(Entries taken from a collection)
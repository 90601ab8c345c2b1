//! Runs the rule chain for one simulated authentication request.
//!
//! [`RulesRunner`] is cheap to clone and safe to share: the compiled
//! [`Registry`] sits behind an `Arc` and every [`RulesRunner::run`] call gets
//! its own sandbox invocation, so concurrent requests never observe each
//! other's state.

use std::path::{Path, PathBuf};
use std::sync::Arc;

use serde::de::DeserializeOwned;
use serde::{Deserialize, Serialize};
use tracing::{debug, info, instrument, warn};

use crate::core::chain::{ChainState, TurnOutcome, TurnResolution, resolve_turn};
use crate::core::types::{Claims, RuleContext, RuleDiagnostic, RuleSignal, RuleUser};
use crate::error::{Result, RulesError};
use crate::io::config::RulesConfig;
use crate::io::locator::locate_rules;
use crate::registry::Registry;
use crate::sandbox::{ModuleTable, SandboxHost, SandboxSettings};

/// Final state of one runner call.
#[derive(Debug, Clone, PartialEq, Serialize, Deserialize)]
#[serde(bound(
    serialize = "A: Serialize, I: Serialize",
    deserialize = "A: DeserializeOwned + Default, I: DeserializeOwned + Default"
))]
pub struct RunOutcome<A = Claims, I = Claims> {
    pub user: RuleUser,
    pub context: RuleContext<A, I>,
    /// Set when a rule ended the chain early.
    #[serde(default, skip_serializing_if = "Option::is_none")]
    pub signal: Option<RuleSignal>,
    #[serde(default, skip_serializing_if = "Vec::is_empty")]
    pub diagnostics: Vec<RuleDiagnostic>,
}

impl<A, I> RunOutcome<A, I> {
    /// The input handed back untouched.
    pub fn unchanged(user: RuleUser, context: RuleContext<A, I>) -> Self {
        Self {
            user,
            context,
            signal: None,
            diagnostics: Vec::new(),
        }
    }
}

#[derive(Debug, Clone)]
struct Origin {
    config: RulesConfig,
    cwd: PathBuf,
}

#[derive(Debug, Clone)]
pub struct RulesRunner {
    registry: Arc<Registry>,
    host: SandboxHost,
    origin: Option<Origin>,
}

impl Default for RulesRunner {
    fn default() -> Self {
        Self::noop()
    }
}

impl RulesRunner {
    /// Runner without rules. `run` returns its input unchanged.
    pub fn noop() -> Self {
        Self::new(Registry::empty(), SandboxHost::default())
    }

    pub fn new(registry: Registry, host: SandboxHost) -> Self {
        Self {
            registry: Arc::new(registry),
            host,
            origin: None,
        }
    }

    /// Load and compile everything `config` points at, resolving relative
    /// paths against `cwd`.
    #[instrument(skip_all, fields(cwd = %cwd.display()))]
    pub fn from_config(config: &RulesConfig, cwd: &Path) -> Result<Self> {
        config
            .validate()
            .map_err(|err| RulesError::configuration(format!("{err:#}")))?;
        let settings = config.sandbox_settings();
        let Some(rules_dir) = config.rules_dir(cwd) else {
            debug!("no rules_path configured; runner is a no-op");
            return Ok(Self {
                origin: Some(Origin {
                    config: config.clone(),
                    cwd: cwd.to_path_buf(),
                }),
                ..Self::new(Registry::empty(), SandboxHost::new(settings, None))
            });
        };

        let pattern = config.file_regex()?;
        let sources = locate_rules(&rules_dir, &pattern)?;
        let modules = match config.modules_dir(cwd) {
            Some(dir) => Some(Arc::new(ModuleTable::load(&dir, &pattern)?)),
            None => None,
        };
        let host = SandboxHost::new(settings, modules);
        let registry = Registry::build(sources, &host)?;
        info!(
            rules = registry.len(),
            modules = host.modules().map_or(0, |table| table.names().len()),
            "loaded rules"
        );

        Ok(Self {
            registry: Arc::new(registry),
            host,
            origin: Some(Origin {
                config: config.clone(),
                cwd: cwd.to_path_buf(),
            }),
        })
    }

    /// Rules from `dir` with default settings.
    pub fn from_dir(dir: &Path) -> Result<Self> {
        Self::from_config(&RulesConfig::for_rules_path(dir), Path::new("."))
    }

    pub fn rule_count(&self) -> usize {
        self.registry.len()
    }

    pub fn registry(&self) -> &Registry {
        &self.registry
    }

    pub fn settings(&self) -> &SandboxSettings {
        self.host.settings()
    }

    /// Re-read the rules from disk. Invocations already running keep the
    /// registry they started with.
    pub fn reload(&mut self) -> Result<()> {
        let Some(origin) = self.origin.clone() else {
            return Ok(());
        };
        *self = Self::from_config(&origin.config, &origin.cwd)?;
        Ok(())
    }

    /// Run every rule in order against `user` and `context`.
    #[instrument(skip_all, fields(rules = self.registry.len()))]
    pub async fn run<A, I>(
        &self,
        user: RuleUser,
        context: RuleContext<A, I>,
    ) -> Result<RunOutcome<A, I>>
    where
        A: Serialize + DeserializeOwned + Default,
        I: Serialize + DeserializeOwned + Default,
    {
        let rules = self.registry.rules();
        let mut state = ChainState::Idle.start(rules.len());
        if state.is_terminal() {
            return Ok(RunOutcome::unchanged(user, context));
        }

        let policy = self.host.settings().error_policy;
        let mut invocation = self.host.create_invocation(&user, &context)?;
        // Typed user/context as of the last turn that left them representable.
        let mut resolved = (user, context);

        let mut diagnostics = Vec::new();
        let mut signal = None;
        let mut failure = None;
        while let Some(index) = state.current_rule() {
            let rule = &rules[index];
            let mut outcome = invocation.run_rule(rule).await;
            match invocation.snapshot::<A, I>() {
                Ok(snapshot) => resolved = snapshot,
                Err(err) => {
                    warn!(
                        rule = %rule.identifier(),
                        error = %err,
                        "restoring user/context from before the rule"
                    );
                    invocation.restore(&resolved.0, &resolved.1)?;
                    if matches!(outcome, TurnOutcome::Completed | TurnOutcome::Redirected { .. }) {
                        outcome = TurnOutcome::Threw {
                            message: err.to_string(),
                        };
                    }
                }
            }
            debug!(rule = %rule.identifier(), ?outcome, "rule turn finished");
            match resolve_turn(rule.identifier(), outcome, policy) {
                TurnResolution::Advance(diagnostic) => {
                    if let Some(diagnostic) = diagnostic {
                        warn!(
                            rule = %diagnostic.rule,
                            kind = ?diagnostic.kind,
                            message = %diagnostic.message,
                            "rule failed; continuing"
                        );
                        diagnostics.push(diagnostic);
                    }
                    state = state.advance(rules.len());
                }
                TurnResolution::Stop(stop) => {
                    info!(rule = %stop.rule(), "rule ended the chain early");
                    signal = Some(stop);
                    state = ChainState::Completed;
                }
                TurnResolution::Abort { message } => {
                    warn!(rule = %rule.identifier(), %message, "rule failed; aborting");
                    failure = Some(RulesError::RuleRuntime {
                        rule: rule.identifier().to_string(),
                        message,
                    });
                    state = state.abort();
                }
            }
        }

        if let Some(err) = failure {
            return Err(err);
        }
        let (user, context) = resolved;
        Ok(RunOutcome {
            user,
            context,
            signal,
            diagnostics,
        })
    }
}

▶ _Exercise objective_: Could you write out every entry above exactly as it appears?

▶ _Response to this exercise_:
repository 90601ab8c345c2b1
//! Runs the rule chain for one simulated authentication request.
//!
//! [`RulesRunner`] is cheap to clone and safe to share: the compiled
//! [`Registry`] sits behind an `Arc` and every [`RulesRunner::run`] call gets
//! its own sandbox invocation, so concurrent requests never observe each
//! other's state.

use std::path::{Path, PathBuf};
use std::sync::Arc;

use serde::de::DeserializeOwned;
use serde::{Deserialize, Serialize};
use tracing::{debug, info, instrument, warn};

use crate::core::chain::{ChainState, TurnOutcome, TurnResolution, resolve_turn};
use crate::core::types::{Claims, RuleContext, RuleDiagnostic, RuleSignal, RuleUser};
use crate::error::{Result, RulesError};
use crate::io::config::RulesConfig;
use crate::io::locator::locate_rules;
use crate::registry::Registry;
use crate::sandbox::{ModuleTable, SandboxHost, SandboxSettings};

/// Final state of one runner call.
#[derive(Debug, Clone, PartialEq, Serialize, Deserialize)]
#[serde(bound(
    serialize = "A: Serialize, I: Serialize",
    deserialize = "A: DeserializeOwned + Default, I: DeserializeOwned + Default"
))]
pub struct RunOutcome<A = Claims, I = Claims> {
    pub user: RuleUser,
    pub context: RuleContext<A, I>,
    /// Set when a rule ended the chain early.
    #[serde(default, skip_serializing_if = "Option::is_none")]
    pub signal: Option<RuleSignal>,
    #[serde(default, skip_serializing_if = "Vec::is_empty")]
    pub diagnostics: Vec<RuleDiagnostic>,
}

impl<A, I> RunOutcome<A, I> {
    /// The input handed back untouched.
    pub fn unchanged(user: RuleUser, context: RuleContext<A, I>) -> Self {
        Self {
            user,
            context,
            signal: None,
            diagnostics: Vec::new(),
        }
    }
}

#[derive(Debug, Clone)]
struct Origin {
    config: RulesConfig,
    cwd: PathBuf,
}

#[derive(Debug, Clone)]
pub struct RulesRunner {
    registry: Arc<Registry>,
    host: SandboxHost,
    origin: Option<Origin>,
}

impl Default for RulesRunner {
    fn default() -> Self {
        Self::noop()
    }
}

impl RulesRunner {
    /// Runner without rules. `run` returns its input unchanged.
    pub fn noop() -> Self {
        Self::new(Registry::empty(), SandboxHost::default())
    }

    pub fn new(registry: Registry, host: SandboxHost) -> Self {
        Self {
            registry: Arc::new(registry),
            host,
            origin: None,
        }
    }

    /// Load and compile everything `config` points at, resolving relative
    /// paths against `cwd`.
    #[instrument(skip_all, fields(cwd = %cwd.display()))]
    pub fn from_config(config: &RulesConfig, cwd: &Path) -> Result<Self> {
        config
            .validate()
            .map_err(|err| RulesError::configuration(format!("{err:#}")))?;
        let settings = config.sandbox_settings();
        let Some(rules_dir) = config.rules_dir(cwd) else {
            debug!("no rules_path configured; runner is a no-op");
            return Ok(Self {
                origin: Some(Origin {
                    config: config.clone(),
                    cwd: cwd.to_path_buf(),
                }),
                ..Self::new(Registry::empty(), SandboxHost::new(settings, None))
            });
        };

        let pattern = config.file_regex()?;
        let sources = locate_rules(&rules_dir, &pattern)?;
        let modules = match config.modules_dir(cwd) {
            Some(dir) => Some(Arc::new(ModuleTable::load(&dir, &pattern)?)),
            None => None,
        };
        let host = SandboxHost::new(settings, modules);
        let registry = Registry::build(sources, &host)?;
        info!(
            rules = registry.len(),
            modules = host.modules().map_or(0, |table| table.names().len()),
            "loaded rules"
        );

        Ok(Self {
            registry: Arc::new(registry),
            host,
            origin: Some(Origin {
                config: config.clone(),
                cwd: cwd.to_path_buf(),
            }),
        })
    }

    /// Rules from `dir` with default settings.
    pub fn from_dir(dir: &Path) -> Result<Self> {
        Self::from_config(&RulesConfig::for_rules_path(dir), Path::new("."))
    }

    pub fn rule_count(&self) -> usize {
        self.registry.len()
    }

    pub fn registry(&self) -> &Registry {
        &self.registry
    }

    pub fn settings(&self) -> &SandboxSettings {
        self.host.settings()
    }

    /// Re-read the rules from disk. Invocations already running keep the
    /// registry they started with.
    pub fn reload(&mut self) -> Result<()> {
        let Some(origin) = self.origin.clone() else {
            return Ok(());
        };
        *self = Self::from_config(&origin.config, &origin.cwd)?;
        Ok(())
    }

    /// Run every rule in order against `user` and `context`.
    #[instrument(skip_all, fields(rules = self.registry.len()))]
    pub async fn run<A, I>(
        &self,
        user: RuleUser,
        context: RuleContext<A, I>,
    ) -> Result<RunOutcome<A, I>>
    where
        A: Serialize + DeserializeOwned + Default,
        I: Serialize + DeserializeOwned + Default,
    {
        let rules = self.registry.rules();
        let mut state = ChainState::Idle.start(rules.len());
        if state.is_terminal() {
            return Ok(RunOutcome::unchanged(user, context));
        }

        let policy = self.host.settings().error_policy;
        let mut invocation = self.host.create_invocation(&user, &context)?;
        // Typed user/context as of the last turn that left them representable.
        let mut resolved = (user, context);

        let mut diagnostics = Vec::new();
        let mut signal = None;
        let mut failure = None;
        while let Some(index) = state.current_rule() {
            let rule = &rules[index];
            let mut outcome = invocation.run_rule(rule).await;
            match invocation.snapshot::<A, I>() {
                Ok(snapshot) => resolved = snapshot,
                Err(err) => {
                    warn!(
                        rule = %rule.identifier(),
                        error = %err,
                        "restoring user/context from before the rule"
                    );
                    invocation.restore(&resolved.0, &resolved.1)?;
                    if matches!(outcome, TurnOutcome::Completed | TurnOutcome::Redirected { .. }) {
                        outcome = TurnOutcome::Threw {
                            message: err.to_string(),
                        };
                    }
                }
            }
            debug!(rule = %rule.identifier(), ?outcome, "rule turn finished");
            match resolve_turn(rule.identifier(), outcome, policy) {
                TurnResolution::Advance(diagnostic) => {
                    if let Some(diagnostic) = diagnostic {
                        warn!(
                            rule = %diagnostic.rule,
                            kind = ?diagnostic.kind,
                            message = %diagnostic.message,
                            "rule failed; continuing"
                        );
                        diagnostics.push(diagnostic);
                    }
                    state = state.advance(rules.len());
                }
                TurnResolution::Stop(stop) => {
                    info!(rule = %stop.rule(), "rule ended the chain early");
                    signal = Some(stop);
                    state = ChainState::Completed;
                }
                TurnResolution::Abort { message } => {
                    warn!(rule = %rule.identifier(), %message, "rule failed; aborting");
                    failure = Some(RulesError::RuleRuntime {
                        rule: rule.identifier().to_string(),
                        message,
                    });
                    state = state.abort();
                }
            }
        }

        if let Some(err) = failure {
            return Err(err);
        }
        let (user, context) = resolved;
        Ok(RunOutcome {
            user,
            context,
            signal,
            diagnostics,
        })
    }
}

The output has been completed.